Open HaleTom opened 4 years ago

HaleTom commented 4 years ago

Here's the file:

https://raw.githubusercontent.com/git/git/master/git-add--interactive.perl

I was expecting sw=4, ts=4 (preferred) or sw=8, ts=8.

Perhaps a user-settable variable to allow a person do define 2, 4, or 8 spaces as default if there are only TABs?

roryokane commented 4 years ago

Thanks for the bug report. In a local branch, I added the file you linked as a test case, and can reproduce the problem.

Desired behavior

I think the desired behavior for :DetectIndent on this file is to not modify sw or ts in the local buffer. That way, you can configure your desired sw and ts for tab-only files by setting them in your vimrc (e.g. set tabstop=4).

The cause of the bug

To determine where the code is going wrong, I checked the output of :verbose DetectIndent for that file:

Using tabs to indent. leading_tab_count: 795, leading_space_count: 4, leading_spaces_gcd: 1, leading_space_dict: {'11': 2, '6': 2} Changes from the buffer’s initial settings: tabstop changed from 8 to 1, shiftwidth changed from 8 to 1, softtabstop changed from 0 to -1

That output shows that the file actually does not use only tabs for indentation. (I think DetectIndent already handles files with only tabbed indentation correctly, leaving sw and ts at their global values.) Rather, this plugin changes sw and ts because 4 of the 1,890 lines in this file are indented with spaces. An example of such a line:

    my $i;
    my @prefixes = find_unique_prefixes(@stuff) unless $opts->{LIST_ONLY};

      TOPLOOP: # <------
    while (1) {
        my $last_lf = 0;

The algorithm wrongly guesses that since two of the lines in the file start with 6 spaces, and two lines start with 11 spaces, the desired visual indent size should be the greatest common denominator of 6 and 11, which is 1.

How to fix the bug

I’m still thinking of the best heuristic for fixing this. In this particular file it seems the indentation of the four space-indented lines should be ignored because they are more properly thought of as using spaces for alignment, not spaces for indentation. But what’s the best heuristic for handling a mix of space-indented lines and tab-indented lines in general?

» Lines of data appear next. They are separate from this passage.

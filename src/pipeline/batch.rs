use crate::source::entry::LogEntry;

/// Ordered accumulator for one source's entries.
#[derive(Debug, Clone)]
pub struct BatchBuffer {
    max_size: usize,
    pending: Vec<LogEntry>,
}

impl BatchBuffer {
    pub fn new(max_size: usize) -> Self {
        let max_size = max_size.max(1);
        Self {
            max_size,
            pending: Vec::with_capacity(max_size),
        }
    }

    /// Append an entry; returns true once the buffer has reached its size threshold.
    pub fn push(&mut self, entry: LogEntry) -> bool {
        self.pending.push(entry);
        self.is_full()
    }

    pub fn is_full(&self) -> bool {
        self.pending.len() >= self.max_size
    }

    /// Take every buffered entry, leaving the buffer empty.
    pub fn take(&mut self) -> Vec<LogEntry> {
        std::mem::replace(&mut self.pending, Vec::with_capacity(self.max_size))
    }

    pub fn len(&self) -> usize {
        self.pending.len()
    }

    pub fn is_empty(&self) -> bool {
        self.pending.is_empty()
    }

    pub fn max_size(&self) -> usize {
        self.max_size
    }
}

In files where 10% of lines are indented with spaces, the sizes of those indents currently affect the displayed tabstop size, but I think they shouldn’t. However, I think that space-indented lines that consist of 49% of indented lines still should affect the tabstop size. What should the cutoff be? There should probably also be a minimum absolute number of space-indented lines for space-indented lines to be taken into account.

HaleTom commented 4 years ago

Good questions without definite answers. Perhaps they could be used configurable?